Teoria dell’evoluzione della dominanza di Fisher

In condizioni naturali ogni mutazione dominante dannosa riesce a mantenersi nei soggetti selvatici
e si trasmette alla generazione successiva più facilmente negli individui dotati di geni modificatori
che ne riducono o ne eliminano gli effetti nocivi.

In seguito alla continua selezione naturale e all’accumulo di geni modificatori nel corso di centinaia di generazioni, i caratteri nocivi possono venir soppressi nella maggior parte degli individui, tanto da essere riconoscibili solo in pochi soggetti che siano privi di geni modificatori. Così nel tipo selvatico una mutazione dominante potrebbe diventare funzionalmente recessiva. Quest’ipotesi è confermata dal caso del gene modificatore dell’arricciatura. Siccome l’arricciatura ha degli effetti collaterali negativi, è chiaro che il gene F contribuisce a ridurre fortemente le probabilità di sopravvivenza di un animale che presenti tale caratteristica e che viva in un ambiente naturale. Il gene mf in pratica elimina gli effetti negativi di F, che non sono trascurabili, in quanto gli arricciati non sono in grado di volare sui posatoi, di notte rimangono accovacciati uno accanto all’altro diventando facili vittime dei predatori. È probabile che il gene F, presente in 11 razze, fosse frequente in un’elevata percentuale d’antenati.

L’accumulo di geni modificatori è una prassi cui fanno ricorso gli allevatori per ottenere i migliori risultati sul colore del piumaggio e sulla sua distribuzione. Tutti i Plymouth Rock barrati hanno il gene B, ma solo alcuni presentano una barratura netta ed evidente, mentre in altri è così indistinta da farli apparire fumés. A partire dal 1920, quando lo standard di questa razza limitò a due le varietà ammesse, una con ampie barrature bianche, l’altra con bande strette, gli allevatori hanno cominciato a produrre le 2 varietà quasi su ordinazione. Tutti gli individui possedevano lo stesso gene della barratura, ma presentavano una diversa quantità di geni modificatori.
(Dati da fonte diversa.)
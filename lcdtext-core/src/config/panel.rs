//! Panel selection and wiring

use core::fmt;
use core::str::FromStr;

#[cfg(feature = "serde")]
use serde::{Deserialize, Serialize};

use super::ConfigError;

/// Default spidev node
pub const DEFAULT_SPI_DEVICE: &str = "/dev/spidev1.0";

/// Default GPIO character device
pub const DEFAULT_GPIO_CHIP: &str = "/dev/gpiochip0";

/// Default data/command line offset
pub const DEFAULT_DC_LINE: u32 = 271;

/// Default reset line offset
pub const DEFAULT_RST_LINE: u32 = 256;

/// Largest single bus transfer for frame data (spidev `bufsiz` default)
pub const DEFAULT_MAX_TRANSFER: usize = 4096;

/// Supported controllers
#[derive(Debug, Clone, Copy, PartialEq, Eq, Default)]
#[cfg_attr(feature = "serde", derive(Serialize, Deserialize))]
#[cfg_attr(feature = "serde", serde(rename_all = "lowercase"))]
pub enum PanelModel {
    /// 128x64 monochrome page-mode controller
    #[default]
    St7565,
    /// 480x320 RGB controller (MSP3520 modules)
    #[cfg_attr(feature = "serde", serde(alias = "msp3520"))]
    Ili9488,
}

impl PanelModel {
    /// Canonical lowercase name
    pub const fn name(self) -> &'static str {
        match self {
            PanelModel::St7565 => "st7565",
            PanelModel::Ili9488 => "ili9488",
        }
    }

    /// Native resolution as `(width, height)`
    pub const fn default_size(self) -> (usize, usize) {
        match self {
            PanelModel::St7565 => (128, 64),
            PanelModel::Ili9488 => (480, 320),
        }
    }

    /// SPI clock the controller is known to run at
    pub const fn default_spi_hz(self) -> u32 {
        match self {
            PanelModel::St7565 => 8_000_000,
            PanelModel::Ili9488 => 32_000_000,
        }
    }

    /// Small and large font pixel sizes that fill the panel
    pub const fn default_font_sizes(self) -> (u32, u32) {
        match self {
            PanelModel::St7565 => (12, 28),
            PanelModel::Ili9488 => (32, 76),
        }
    }

    /// Whether frames must be converted to RGB before pushing
    pub const fn is_color(self) -> bool {
        matches!(self, PanelModel::Ili9488)
    }
}

impl fmt::Display for PanelModel {
    fn fmt(&self, f: &mut fmt::Formatter<'_>) -> fmt::Result {
        f.write_str(self.name())
    }
}

impl FromStr for PanelModel {
    type Err = ConfigError;

    fn from_str(s: &str) -> Result<Self, Self::Err> {
        match s.trim().to_ascii_lowercase().as_str() {
            "st7565" => Ok(PanelModel::St7565),
            "ili9488" | "msp3520" => Ok(PanelModel::Ili9488),
            _ => Err(ConfigError::UnknownModel(s.to_string())),
        }
    }
}

/// RGB wire format of the color controller
#[derive(Debug, Clone, Copy, PartialEq, Eq, Default)]
#[cfg_attr(feature = "serde", derive(Serialize, Deserialize))]
#[cfg_attr(feature = "serde", serde(rename_all = "lowercase"))]
pub enum PixelFormat {
    /// 16 bits per pixel, 2 bytes big-endian
    #[default]
    Rgb565,
    /// 18 bits per pixel in 3 bytes, low 2 bits of each unused
    Rgb666,
}

impl PixelFormat {
    /// Bytes sent per pixel
    pub const fn bytes_per_pixel(self) -> usize {
        match self {
            PixelFormat::Rgb565 => 2,
            PixelFormat::Rgb666 => 3,
        }
    }

    /// Payload of the interface pixel format command (0x3A)
    pub const fn colmod(self) -> u8 {
        match self {
            PixelFormat::Rgb565 => 0x55,
            PixelFormat::Rgb666 => 0x66,
        }
    }
}

impl FromStr for PixelFormat {
    type Err = ConfigError;

    fn from_str(s: &str) -> Result<Self, Self::Err> {
        match s.trim().to_ascii_lowercase().as_str() {
            "rgb565" | "565" => Ok(PixelFormat::Rgb565),
            "rgb666" | "666" => Ok(PixelFormat::Rgb666),
            _ => Err(ConfigError::UnknownPixelFormat(s.to_string())),
        }
    }
}

/// Panel wiring and controller options
///
/// Size and SPI clock left unset fall back to the model's defaults, so a
/// config file only has to name the model.
#[derive(Debug, Clone, PartialEq, Eq)]
#[cfg_attr(feature = "serde", derive(Serialize, Deserialize))]
#[cfg_attr(feature = "serde", serde(default))]
pub struct PanelConfig {
    /// Controller
    pub model: PanelModel,
    /// Width override
    pub width: Option<usize>,
    /// Height override
    pub height: Option<usize>,
    /// spidev node
    pub spi_device: String,
    /// SPI clock override
    pub spi_hz: Option<u32>,
    /// SPI mode number (0-3)
    pub spi_mode: u8,
    /// GPIO character device
    pub gpio_chip: String,
    /// Data/command line offset
    pub dc_line: u32,
    /// Reset line offset
    pub rst_line: u32,
    /// Foreground color (RGB565) for color panels
    pub fg: u16,
    /// Background color (RGB565) for color panels
    pub bg: u16,
    /// Rotation, quarter turns (only the low 2 bits are used)
    pub rotation: u8,
    /// Color wire format
    pub pixel_format: PixelFormat,
    /// Largest frame data transfer in bytes
    pub max_transfer: usize,
}

impl Default for PanelConfig {
    fn default() -> Self {
        Self::for_model(PanelModel::default())
    }
}

impl PanelConfig {
    /// Defaults for `model`
    pub fn for_model(model: PanelModel) -> Self {
        Self {
            model,
            width: None,
            height: None,
            spi_device: DEFAULT_SPI_DEVICE.into(),
            spi_hz: None,
            spi_mode: 0,
            gpio_chip: DEFAULT_GPIO_CHIP.into(),
            dc_line: DEFAULT_DC_LINE,
            rst_line: DEFAULT_RST_LINE,
            fg: 0xFFFF,
            bg: 0x0000,
            rotation: 1,
            pixel_format: PixelFormat::Rgb565,
            max_transfer: DEFAULT_MAX_TRANSFER,
        }
    }

    /// Effective `(width, height)`
    pub fn size(&self) -> (usize, usize) {
        let (w, h) = self.model.default_size();
        (self.width.unwrap_or(w), self.height.unwrap_or(h))
    }

    /// Effective SPI clock
    pub fn spi_hz(&self) -> u32 {
        self.spi_hz.unwrap_or_else(|| self.model.default_spi_hz())
    }

    /// Reject values no panel can work with
    pub fn validate(&self) -> Result<(), ConfigError> {
        let (width, height) = self.size();
        if width == 0 || height == 0 || height % 8 != 0 {
            return Err(ConfigError::Geometry { width, height });
        }
        if self.spi_mode > 3 {
            return Err(ConfigError::invalid("spi-mode", self.spi_mode));
        }
        if self.spi_hz() == 0 {
            return Err(ConfigError::invalid("spi-hz", 0));
        }
        if self.max_transfer == 0 {
            return Err(ConfigError::invalid("max-transfer", 0));
        }
        Ok(())
    }
}

#[cfg(test)]
mod tests {
    use super::*;

    #[test]
    fn test_model_names() {
        assert_eq!("st7565".parse::<PanelModel>().unwrap(), PanelModel::St7565);
        assert_eq!("ILI9488".parse::<PanelModel>().unwrap(), PanelModel::Ili9488);
        assert_eq!("msp3520".parse::<PanelModel>().unwrap(), PanelModel::Ili9488);
        assert_eq!(
            "ssd1306".parse::<PanelModel>(),
            Err(ConfigError::UnknownModel("ssd1306".into()))
        );
        assert_eq!(PanelModel::Ili9488.to_string(), "ili9488");
    }

    #[test]
    fn test_model_defaults() {
        let mono = PanelConfig::for_model(PanelModel::St7565);
        assert_eq!(mono.size(), (128, 64));
        assert_eq!(mono.spi_hz(), 8_000_000);

        let color = PanelConfig::for_model(PanelModel::Ili9488);
        assert_eq!(color.size(), (480, 320));
        assert_eq!(color.spi_hz(), 32_000_000);
        assert_eq!((color.dc_line, color.rst_line), (271, 256));
    }

    #[test]
    fn test_changing_model_moves_defaults() {
        let mut cfg = PanelConfig::default();
        cfg.model = PanelModel::Ili9488;
        assert_eq!(cfg.size(), (480, 320));

        cfg.height = Some(160);
        assert_eq!(cfg.size(), (480, 160));
    }

    #[test]
    fn test_pixel_format() {
        assert_eq!("rgb666".parse::<PixelFormat>().unwrap(), PixelFormat::Rgb666);
        assert_eq!("565".parse::<PixelFormat>().unwrap(), PixelFormat::Rgb565);
        assert!("rgb888".parse::<PixelFormat>().is_err());
        assert_eq!(PixelFormat::Rgb565.colmod(), 0x55);
        assert_eq!(PixelFormat::Rgb666.colmod(), 0x66);
        assert_eq!(PixelFormat::Rgb666.bytes_per_pixel(), 3);
    }

    #[test]
    fn test_validate() {
        assert!(PanelConfig::default().validate().is_ok());

        let mut cfg = PanelConfig::default();
        cfg.height = Some(60);
        assert_eq!(
            cfg.validate(),
            Err(ConfigError::Geometry {
                width: 128,
                height: 60
            })
        );

        let mut cfg = PanelConfig::default();
        cfg.spi_mode = 4;
        assert!(cfg.validate().is_err());

        let mut cfg = PanelConfig::default();
        cfg.max_transfer = 0;
        assert!(cfg.validate().is_err());
    }
}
Fig. XVI. 9 – Pollo scodato omozigote per il gene Rp, cioè rumpless, cioè senza culetto.

Anche Dunn e Landauer, coi loro studi sull’ereditarietà della mancanza di coda, dimostrarono la possibilità di accumulare geni modificatori mediante selezione. Gli eterozigoti per il dominante Rp presentano talora un aspetto intermedio, in cui le penne della coda sono ridotte di numero ma non mancano totalmente. Attraverso questo studio si è visto che geni modificatori sono in grado di mascherare il carattere non solo negli eterozigoti, ma anche in alcuni omozigoti per Rp.

I soggetti dotati di geni modificatori che provocano la comparsa di un tipo intermedio debbono quindi possedere quello che gli evoluzionisti definiscono capacità di sopravvivenza, in grado di assicurare la perpetuazione della specie. In molti casi, tutti gli individui portatori della stessa mutazione possono differire ampiamente nell’espressività, cioè circa il grado di manifestazione fenotipica della variazione. La polidattilia presenta una grande variabilità, e siccome spesso gli eterozigoti non presentano alcun segno della mutazione, essa è stata qualche volta ritenuta a dominanza incompleta. Landauer identificò tuttavia individui omozigoti che non manifestavano alcun segno di polidattilia.